Which lines of the entries hold the string "InMemoryBus"? Copy each one.

> [DATASET]
[Start of section]
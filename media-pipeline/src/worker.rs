//! Event worker: feeds bus events into the pipeline and reports outcomes
// Copyright 2025 Francisco F. Pinochet
//
// Licensed under the Apache License, Version 2.0 (the "License");
// you may not use this file except in compliance with the License.
// You may obtain a copy of the License at
//
//     http://www.apache.org/licenses/LICENSE-2.0
//
// Unless required by applicable law or agreed to in writing, software
// distributed under the License is distributed on an "AS IS" BASIS,
// WITHOUT WARRANTIES OR CONDITIONS OF ANY KIND, either express or implied.
// See the License for the specific language governing permissions and
// limitations under the License.


use mediavault_types::{
    AssetFailedPayload, AssetReadyPayload, Event, EventType, MediaUploadedPayload,
    TranscodeJobCompletedPayload, TypesError, YoutubeReferencedPayload,
};
use message_bus_client::MessageBusClient;
use std::sync::Arc;
use tokio::sync::mpsc;
use tokio_stream::StreamExt;
use tokio_util::sync::CancellationToken;
use tracing::{error, info, warn};

use crate::dispatcher::JobIntake;
use crate::error::PipelineError;
use crate::pipeline::JobOutcome;
use crate::transcoder::TranscodeManager;

const SOURCE: &str = "media-pipeline";

/// Consumes intake and transcoder events from the message bus
pub struct EventWorker {
    message_bus: Arc<dyn MessageBusClient>,
    intake: JobIntake,
    transcoder: Option<Arc<TranscodeManager>>,
}

impl EventWorker {
    pub fn new(
        message_bus: Arc<dyn MessageBusClient>,
        intake: JobIntake,
        transcoder: Option<Arc<TranscodeManager>>,
    ) -> Self {
        Self {
            message_bus,
            intake,
            transcoder,
        }
    }

    /// Run the worker - consume events until every stream ends or `shutdown`
    pub async fn run(&self, shutdown: CancellationToken) -> anyhow::Result<()> {
        let mut subjects = vec![EventType::MediaUploaded, EventType::YoutubeReferenced];
        if self.transcoder.is_some() {
            subjects.push(EventType::TranscodeJobCompleted);
        }

        let mut events = tokio_stream::StreamMap::new();
        for event_type in subjects {
            info!(event_type = event_type.as_str(), "Subscribing");
            events.insert(event_type, self.message_bus.subscribe(event_type.as_str()));
        }

        info!("Waiting for events...");
        loop {
            let next = tokio::select! {
                next = events.next() => next,
                _ = shutdown.cancelled() => break,
            };

            match next {
                Some((_, Ok(event))) => self.handle(event).await,
                Some((event_type, Err(e))) => {
                    error!(event_type = event_type.as_str(), error = %e, "Error receiving event from message bus");
                    // Continue processing - don't crash on individual event errors
                }
                None => {
                    warn!("Event streams ended");
                    break;
                }
            }
        }

        Ok(())
    }

    async fn handle(&self, event: Event) {
        info!(
            event_id = %event.event_id,
            event_type = event.event_type.as_str(),
            "Received event"
        );

        let result = match event.event_type {
            EventType::MediaUploaded => match event.payload_as::<MediaUploadedPayload>() {
                Ok(payload) => self.intake.accept_upload(payload).await.map(|_| ()),
                Err(e) => Err(invalid_payload(e)),
            },
            EventType::YoutubeReferenced => match event.payload_as::<YoutubeReferencedPayload>() {
                Ok(payload) => self.intake.accept_youtube(payload).await.map(|_| ()),
                Err(e) => Err(invalid_payload(e)),
            },
            EventType::TranscodeJobCompleted => {
                match (event.payload_as::<TranscodeJobCompletedPayload>(), &self.transcoder) {
                    (Ok(payload), Some(transcoder)) => {
                        // Collecting the preview can take a while; keep intake moving
                        let transcoder = transcoder.clone();
                        tokio::spawn(async move {
                            if let Err(e) = transcoder.handle_notification(&payload).await {
                                error!(job_name = %payload.job_name, error = %e, "Transcoder notification failed");
                            }
                        });
                        Ok(())
                    }
                    (Ok(_), None) => Ok(()),
                    (Err(e), _) => Err(invalid_payload(e)),
                }
            }
            EventType::AssetReady | EventType::AssetFailed => Ok(()),
        };

        if let Err(e) = result {
            error!(
                event_id = %event.event_id,
                event_type = event.event_type.as_str(),
                error = %e,
                "Event rejected"
            );
        }
    }
}

fn invalid_payload(e: TypesError) -> PipelineError {
    PipelineError::Validation(e.to_string())
}

/// Event announcing how a job ended
pub fn outcome_event(outcome: &JobOutcome) -> Result<Event, TypesError> {
    match outcome {
        JobOutcome::Ready(asset) => Event::new(
            EventType::AssetReady,
            SOURCE,
            AssetReadyPayload {
                asset_id: asset.id,
                original_cid: asset.original_cid.clone(),
                preview_cid: asset.preview_cid.clone(),
                thumbnail_cid: asset.thumbnail_cid.clone(),
                encrypted_cid: asset.encrypted_cid.clone(),
                drm_key_id: asset.drm_key_id.clone(),
            },
        ),
        JobOutcome::Failed {
            asset_id,
            stage,
            error,
        } => Event::new(
            EventType::AssetFailed,
            SOURCE,
            AssetFailedPayload {
                asset_id: *asset_id,
                stage: stage.clone(),
                error: error.clone(),
            },
        ),
    }
}

/// Publish `asset.ready` / `asset.failed` for every outcome received
pub async fn publish_outcomes(
    message_bus: Arc<dyn MessageBusClient>,
    mut outcomes: mpsc::UnboundedReceiver<JobOutcome>,
) {
    while let Some(outcome) = outcomes.recv().await {
        let event = match outcome_event(&outcome) {
            Ok(event) => event,
            Err(e) => {
                error!(asset_id = %outcome.asset_id(), error = %e, "Failed to create event");
                continue;
            }
        };

        if let Err(e) = message_bus.publish(&event).await {
            error!(asset_id = %outcome.asset_id(), error = %e, "Failed to publish outcome");
        } else {
            info!(
                asset_id = %outcome.asset_id(),
                status = %outcome.status(),
                "Outcome published"
            );
        }
    }
}

#[cfg(test)]
mod tests {
    use super::*;
    use message_bus_client::InMemoryBus;
    use uuid::Uuid;

    #[tokio::test]
    async fn test_failed_outcome_is_published() {
        let bus = Arc::new(InMemoryBus::default());
        let (tx, rx) = mpsc::unbounded_channel();
        let asset_id = Uuid::new_v4();
        tx.send(JobOutcome::Failed {
            asset_id,
            stage: "transcode".to_string(),
            error: "Transcoder job failed: bad input".to_string(),
        })
        .unwrap();
        drop(tx);

        publish_outcomes(bus.clone(), rx).await;

        let published = bus.published();
        assert_eq!(published.len(), 1);
        assert_eq!(published[0].event_type, EventType::AssetFailed);
        let payload: AssetFailedPayload = published[0].payload_as().unwrap();
        assert_eq!(payload.asset_id, asset_id);
        assert_eq!(payload.stage, "transcode");
    }
}
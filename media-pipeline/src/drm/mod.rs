//! DRM key preparation and content encryption
//!
//! Each asset gets a fresh content key. The key is wrapped for the owner's
//! public key and stored on the record; the content itself is encrypted by
//! one of three branches picked from its category:
//!
//! - file: the whole file under AES-128-CBC
//! - audio: AAC in MP4, CENC-encrypted, DASH packaged as one segment
//! - video: elementary streams split, each CENC-encrypted, DASH multiplexed
//!
//! Video and audio can instead be handed to a cloud streaming service.

mod cloud;
pub mod file_cipher;
mod local;

pub use cloud::{CloudEncryptor, StreamState};
pub use local::{packaged_keys, LocalEncryptor};

use async_trait::async_trait;
use mediavault_keys::{
    generate_drm_metadata, wrap_content_key, DrmMetadata, OwnerIdentity, WrappedKey,
};
use mediavault_types::{Account, AssetUpdate, Cid};
use std::path::Path;
use std::sync::Arc;
use tokio_util::sync::CancellationToken;

use crate::error::Result;
use crate::naming::ArtifactNames;

/// Everything an encryptor needs for one asset
pub struct EncryptionJob<'a> {
    pub names: &'a ArtifactNames,
    pub metadata: &'a DrmMetadata,
    /// Local copy of the original
    pub source: &'a Path,
    /// Storage key of the original
    pub original_key: &'a str,
}

#[async_trait]
pub trait ContentEncryptor: Send + Sync {
    /// Encrypt and upload; returns the CID of the entry artifact
    async fn encrypt(&self, job: &EncryptionJob<'_>, cancel: &CancellationToken) -> Result<Cid>;
}

/// Key material generated for one asset and owner
pub struct DrmKeys {
    pub metadata: DrmMetadata,
    pub wrapped: WrappedKey,
}

impl DrmKeys {
    /// Fresh content key, wrapped for `owner`
    pub fn for_owner(owner: &Account) -> Result<Self> {
        let metadata = generate_drm_metadata(&OwnerIdentity {
            owner_id: owner.id,
            created_at: owner.created_at,
            public_key: &owner.public_key,
        });
        let wrapped = wrap_content_key(&metadata.key, &metadata.key_id, &owner.public_key)?;
        Ok(Self { metadata, wrapped })
    }

    /// Key, wrapped key and key id as a single write
    pub fn to_update(&self) -> AssetUpdate {
        AssetUpdate {
            encryption_key: Some(self.metadata.key.to_hex()),
            drm_key: Some(self.wrapped.to_hex()),
            drm_key_id: Some(self.metadata.key_id.to_hex()),
            ..Default::default()
        }
    }
}

/// Chooses the cloud service for streamable content when configured and the
/// local tools otherwise
#[derive(Clone)]
pub struct Encryption {
    local: Arc<dyn ContentEncryptor>,
    cloud: Option<Arc<dyn ContentEncryptor>>,
}

impl Encryption {
    pub fn new(local: Arc<dyn ContentEncryptor>, cloud: Option<Arc<dyn ContentEncryptor>>) -> Self {
        Self { local, cloud }
    }

    pub async fn encrypt(&self, job: &EncryptionJob<'_>, cancel: &CancellationToken) -> Result<Cid> {
        match &self.cloud {
            Some(cloud) if job.names.category.is_streamable() => cloud.encrypt(job, cancel).await,
            _ => self.local.encrypt(job, cancel).await,
        }
    }
}
// Copyright 2025 Francisco F. Pinochet
//
// Licensed under the Apache License, Version 2.0 (the "License");
// you may not use this file except in compliance with the License.
// You may obtain a copy of the License at
//
//     http://www.apache.org/licenses/LICENSE-2.0
//
// Unless required by applicable law or agreed to in writing, software
// distributed under the License is distributed on an "AS IS" BASIS,
// WITHOUT WARRANTIES OR CONDITIONS OF ANY KIND, either express or implied.
// See the License for the specific language governing permissions and
// limitations under the License.

// Publishes a single intake or transcoder event for manual pipeline runs.
//
//   publish_test_event upload [url] [content_type]
//   publish_test_event youtube <video id or url>
//   publish_test_event job-completed <job name> <SUCCEEDED|FAILED>
//
// TEST_OWNER_ID picks the owner. With TEST_OWNER_PUBLIC_KEY set, the intake
// events also carry the owner's profile so the pipeline can wrap keys for it.
use anyhow::{bail, Context};
use chrono::{DateTime, Utc};
use mediavault_config::AppConfig;
use mediavault_types::{
    Event, EventType, MediaUploadedPayload, OwnerProfile, RecordKind,
    TranscodeJobCompletedPayload, YoutubeReferencedPayload,
};
use message_bus_client::{MessageBusClient, NatsClient};
use uuid::Uuid;

const SAMPLE_VIDEO: &str =
    "https://commondatastorage.googleapis.com/gtv-videos-bucket/sample/BigBuckBunny.mp4";

#[tokio::main]
async fn main() -> anyhow::Result<()> {
    let args: Vec<String> = std::env::args().skip(1).collect();
    let config = AppConfig::from_env().context("loading configuration")?;

    let owner_id = std::env::var("TEST_OWNER_ID")
        .ok()
        .and_then(|id| Uuid::parse_str(&id).ok())
        .unwrap_or_else(Uuid::nil);
    let owner = std::env::var("TEST_OWNER_PUBLIC_KEY").ok().map(|public_key| OwnerProfile {
        address: std::env::var("TEST_OWNER_ADDRESS").unwrap_or_else(|_| format!("0x{}", owner_id.simple())),
        public_key,
        // Fixed, so repeated runs derive the same key id
        created_at: DateTime::<Utc>::default(),
    });

    let event = match args.first().map(String::as_str).unwrap_or("upload") {
        "upload" => {
            let url = args.get(1).cloned().unwrap_or_else(|| SAMPLE_VIDEO.to_string());
            let content_type = args.get(2).cloned().unwrap_or_else(|| "video/mp4".to_string());
            let original_name = url.rsplit('/').next().unwrap_or("upload.bin").to_string();
            let asset_id = Uuid::new_v4();
            println!("   Asset ID: {}", asset_id);
            Event::new(
                EventType::MediaUploaded,
                "publish_test_event",
                MediaUploadedPayload {
                    asset_id,
                    owner_id,
                    kind: RecordKind::Asset,
                    file_path: url,
                    original_name,
                    content_type,
                    file_size: 0,
                    owner,
                },
            )?
        }
        "youtube" => {
            let Some(reference) = args.get(1).cloned() else {
                bail!("usage: publish_test_event youtube <video id or url>");
            };
            let asset_id = Uuid::new_v4();
            println!("   Asset ID: {}", asset_id);
            Event::new(
                EventType::YoutubeReferenced,
                "publish_test_event",
                YoutubeReferencedPayload {
                    asset_id,
                    owner_id,
                    kind: RecordKind::Asset,
                    reference,
                    owner,
                },
            )?
        }
        "job-completed" => {
            let (Some(job_name), Some(state)) = (args.get(1).cloned(), args.get(2).cloned()) else {
                bail!("usage: publish_test_event job-completed <job name> <state>");
            };
            Event::new(
                EventType::TranscodeJobCompleted,
                "publish_test_event",
                TranscodeJobCompletedPayload {
                    job_name,
                    state,
                    failure_reason: None,
                },
            )?
        }
        other => bail!("unknown event kind: {}", other),
    };

    println!("🔌 Connecting to NATS: {}", config.message_bus_url());
    let client = NatsClient::new(&config.message_bus).await?;

    println!("📤 Publishing {} event...", event.event_type.as_str());
    client.publish(&event).await?;

    println!("✅ Event published successfully!");
    println!("   Follow progress in the media-pipeline logs or on the asset's status.");

    Ok(())
}
//! Event type definitions for the message bus

use chrono::{DateTime, Utc};
use serde::{Deserialize, Serialize};
use uuid::Uuid;

use crate::schemas::*;
use crate::error::{Result, TypesError};

/// Event type identifiers
#[derive(Debug, Clone, Copy, PartialEq, Eq, Hash, Serialize, Deserialize)]
pub enum EventType {
    // Intake events
    #[serde(rename = "media.uploaded")]
    MediaUploaded,
    #[serde(rename = "youtube.referenced")]
    YoutubeReferenced,

    // Remote transcoder notifications
    #[serde(rename = "transcoder.job_completed")]
    TranscodeJobCompleted,

    // Pipeline outcome events
    #[serde(rename = "asset.ready")]
    AssetReady,
    #[serde(rename = "asset.failed")]
    AssetFailed,
}

impl EventType {
    /// Dotted name, also used to derive the bus subject
    pub fn as_str(&self) -> &'static str {
        match self {
            EventType::MediaUploaded => "media.uploaded",
            EventType::YoutubeReferenced => "youtube.referenced",
            EventType::TranscodeJobCompleted => "transcoder.job_completed",
            EventType::AssetReady => "asset.ready",
            EventType::AssetFailed => "asset.failed",
        }
    }
}

/// Base event structure
#[derive(Debug, Clone, Serialize, Deserialize)]
pub struct Event {
    /// Event type identifier
    pub event_type: EventType,

    /// Unique event identifier
    pub event_id: Uuid,

    /// Event timestamp
    pub timestamp: DateTime<Utc>,

    /// Source service that published the event
    pub source: String,

    /// Event payload (type depends on event_type)
    pub payload: serde_json::Value,
}

impl Event {
    /// Create a new event
    pub fn new(
        event_type: EventType,
        source: impl Into<String>,
        payload: impl Serialize,
    ) -> Result<Self> {
        let payload_value = serde_json::to_value(payload)?;

        Ok(Self {
            event_type,
            event_id: Uuid::new_v4(),
            timestamp: Utc::now(),
            source: source.into(),
            payload: payload_value,
        })
    }

    /// Deserialize the payload into a specific type
    pub fn payload_as<T: for<'de> Deserialize<'de>>(&self) -> Result<T> {
        serde_json::from_value(self.payload.clone())
            .map_err(|e| TypesError::InvalidPayload(e.to_string()))
    }

    /// Validate the event structure
    pub fn validate(&self) -> Result<()> {
        match self.event_type {
            EventType::MediaUploaded => {
                let _: MediaUploadedPayload = self.payload_as()?;
            }
            EventType::YoutubeReferenced => {
                let _: YoutubeReferencedPayload = self.payload_as()?;
            }
            EventType::TranscodeJobCompleted => {
                let _: TranscodeJobCompletedPayload = self.payload_as()?;
            }
            EventType::AssetReady => {
                let _: AssetReadyPayload = self.payload_as()?;
            }
            EventType::AssetFailed => {
                let _: AssetFailedPayload = self.payload_as()?;
            }
        }
        Ok(())
    }
}
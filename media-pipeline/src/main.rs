//! Media Pipeline
//!
//! Consumes `media.uploaded`, `youtube.referenced` and
//! `transcoder.job_completed` events from the message bus and processes each
//! asset:
//! - Streams the original to object storage and local scratch
//! - Submits a remote preview transcode and waits for it
//! - Generates a thumbnail
//! - Wraps a fresh content key for the owner and encrypts the content
//! - Publishes `asset.ready` / `asset.failed` events
// Copyright 2025 Francisco F. Pinochet
//
// Licensed under the Apache License, Version 2.0 (the "License");
// you may not use this file except in compliance with the License.
// You may obtain a copy of the License at
//
//     http://www.apache.org/licenses/LICENSE-2.0
//
// Unless required by applicable law or agreed to in writing, software
// distributed under the License is distributed on an "AS IS" BASIS,
// WITHOUT WARRANTIES OR CONDITIONS OF ANY KIND, either express or implied.
// See the License for the specific language governing permissions and
// limitations under the License.


use anyhow::Result;
use media_pipeline::datastore::{Datastore, MemoryDatastore};
use media_pipeline::dispatcher::{self, Dispatcher};
use media_pipeline::downloader::SourceOpener;
use media_pipeline::drm::{CloudEncryptor, ContentEncryptor, Encryption, LocalEncryptor};
use media_pipeline::health::HealthServer;
use media_pipeline::pipeline::Pipeline;
use media_pipeline::retry::RetryConfig;
use media_pipeline::storage::{MemoryStorage, ObjectStorage, S3Storage};
use media_pipeline::tools::{ProcessRunner, ToolRunner};
use media_pipeline::transcoder::{HttpTranscoderClient, TranscodeManager};
use media_pipeline::worker::{publish_outcomes, EventWorker};
use media_pipeline::youtube::{YoutubeIngest, YtDlpResolver};
use mediavault_config::AppConfig;
use mediavault_logging::init_logging;
use message_bus_client::{MessageBusClient, NatsClient};
use std::sync::Arc;
use tokio::signal;
use tokio::sync::mpsc;
use tokio_util::sync::CancellationToken;
use tracing::{error, info, warn};

#[tokio::main]
async fn main() -> Result<()> {
    // Load configuration
    let config = AppConfig::from_env()
        .map_err(|e| anyhow::anyhow!("Failed to load configuration: {}", e))?;

    // Initialize logging
    init_logging("media-pipeline", &config.logging)
        .map_err(|e| anyhow::anyhow!("Failed to initialize logging: {}", e))?;

    info!("Starting Media Pipeline");

    let storage: Arc<dyn ObjectStorage> = match &config.object_storage {
        Some(storage_config) => Arc::new(
            S3Storage::new(storage_config)
                .map_err(|e| anyhow::anyhow!("Failed to create object storage client: {}", e))?,
        ),
        None => {
            warn!("No object storage configured, artifacts are kept in memory");
            Arc::new(MemoryStorage::new())
        }
    };

    // Records are owned by the marketplace API; this process keeps its own view,
    // with owner accounts taken from the intake events
    let datastore: Arc<dyn Datastore> = Arc::new(MemoryDatastore::new());
    let runner: Arc<dyn ToolRunner> = Arc::new(ProcessRunner::new());
    let retry = RetryConfig::from(&config.retry);
    let temp_root = config.pipeline.temp_dir.clone();
    tokio::fs::create_dir_all(&temp_root).await?;

    info!(
        message_bus_url = config.message_bus_url(),
        workers = config.pipeline.workers,
        queue_capacity = config.pipeline.queue_capacity,
        transcoder = config.active_transcoder().is_some(),
        cloud_encryption = config.cloud_encryption.is_some(),
        "Configuration loaded"
    );

    if config.pipeline.fail_stale_on_startup {
        let failed = dispatcher::fail_stale(datastore.as_ref()).await?;
        if failed > 0 {
            warn!(failed, "Failed assets left processing by a previous run");
        }
    }

    let opener = SourceOpener::new(storage.clone())?;

    let transcoder = match config.active_transcoder() {
        Some(transcoder_config) => {
            let client = HttpTranscoderClient::new(transcoder_config)?;
            Some(Arc::new(TranscodeManager::new(
                Arc::new(client),
                storage.clone(),
                datastore.clone(),
                transcoder_config.clone(),
                retry.clone(),
                temp_root.clone(),
            )))
        }
        None => {
            info!("Remote transcoding disabled, uploads get no preview");
            None
        }
    };

    let resolver = Arc::new(YtDlpResolver::new(runner.clone(), config.tools.ytdlp.clone()));
    let youtube = YoutubeIngest::new(
        resolver,
        runner.clone(),
        storage.clone(),
        opener.clone(),
        config.tools.ffmpeg.clone(),
        retry.clone(),
    );

    let local: Arc<dyn ContentEncryptor> = Arc::new(LocalEncryptor::new(
        runner.clone(),
        storage.clone(),
        config.tools.clone(),
        retry.clone(),
    ));
    let cloud: Option<Arc<dyn ContentEncryptor>> = match &config.cloud_encryption {
        Some(cloud_config) => Some(Arc::new(CloudEncryptor::new(cloud_config.clone(), storage.clone())?)),
        None => None,
    };

    let pipeline = Arc::new(Pipeline::new(
        datastore.clone(),
        storage.clone(),
        runner.clone(),
        opener,
        transcoder.clone(),
        youtube,
        Encryption::new(local, cloud),
        config.tools.clone(),
        retry,
    ));

    // Connect to message bus
    let message_bus: Arc<dyn MessageBusClient> = Arc::new(
        NatsClient::new(&config.message_bus)
            .await
            .map_err(|e| anyhow::anyhow!("Failed to connect to message bus: {}", e))?,
    );
    info!("Connected to message bus");

    let shutdown = CancellationToken::new();
    let (intake, rx) = dispatcher::channel(
        config.pipeline.queue_capacity,
        datastore.clone(),
        temp_root,
        config.pipeline.allowed_content_types.clone(),
    );
    let (outcome_tx, outcome_rx) = mpsc::unbounded_channel();
    let dispatcher = Dispatcher::new(pipeline, config.pipeline.workers).with_outcomes(outcome_tx);

    // Start health check server in background
    let health_server = HealthServer::new(
        config.health_port,
        dispatcher.stats(),
        intake.clone(),
        config.pipeline.workers,
    );
    let health_shutdown = shutdown.clone();
    let health_handle = tokio::spawn(async move {
        if let Err(e) = health_server.start(health_shutdown).await {
            error!(error = %e, "Health check server error");
        }
    });

    let dispatcher_handle = tokio::spawn(dispatcher.run(rx, shutdown.clone()));
    let publisher_handle = tokio::spawn(publish_outcomes(message_bus.clone(), outcome_rx));

    let worker = EventWorker::new(message_bus, intake, transcoder);
    let worker_shutdown = shutdown.clone();
    let worker_handle = tokio::spawn(async move {
        if let Err(e) = worker.run(worker_shutdown).await {
            error!(error = %e, "Worker error");
        }
    });

    // Wait for shutdown signal
    info!("Media Pipeline running. Press Ctrl+C to stop.");
    wait_for_signal().await;
    shutdown.cancel();

    // In-flight jobs observe the cancellation and end failed
    info!("Waiting for in-flight operations to complete...");
    tokio::select! {
        _ = tokio::time::sleep(tokio::time::Duration::from_secs(30)) => {
            warn!("Shutdown timeout reached, forcing shutdown");
        }
        _ = async {
            let _ = worker_handle.await;
            let _ = dispatcher_handle.await;
            // The dispatcher held the last outcome sender
            let _ = publisher_handle.await;
        } => {
            info!("Workers completed gracefully");
        }
    }

    let _ = health_handle.await;
    info!("Media Pipeline stopped");

    Ok(())
}

async fn wait_for_signal() {
    let ctrl_c = async {
        if let Err(err) = signal::ctrl_c().await {
            error!(error = %err, "Unable to listen for shutdown signal");
            std::future::pending::<()>().await;
        }
    };

    #[cfg(unix)]
    let terminate = async {
        match signal::unix::signal(signal::unix::SignalKind::terminate()) {
            Ok(mut sigterm) => {
                sigterm.recv().await;
            }
            Err(err) => {
                error!(error = %err, "Unable to install SIGTERM handler");
                std::future::pending::<()>().await;
            }
        }
    };

    #[cfg(not(unix))]
    let terminate = std::future::pending::<()>();

    tokio::select! {
        _ = ctrl_c => {
            info!("Shutdown signal (Ctrl+C) received, initiating graceful shutdown");
        },
        _ = terminate => {
            info!("Shutdown signal (SIGTERM) received, initiating graceful shutdown");
        },
    }
}
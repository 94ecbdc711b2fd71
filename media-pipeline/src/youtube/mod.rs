//! YouTube ingestion path
//!
//! Resolves the streams of a referenced video, remuxes the original and
//! preview renditions with ffmpeg and fetches the largest thumbnail.

mod ingest;
mod resolver;
pub mod select;

pub use ingest::{YoutubeArtifacts, YoutubeIngest};
pub use resolver::{watch_url, Thumbnail, VideoFormat, VideoInfo, YoutubeResolver, YtDlpResolver};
[End of section]
> [TASK ANSWER]
    use message_bus_client::InMemoryBus;
        let bus = Arc::new(InMemoryBus::default());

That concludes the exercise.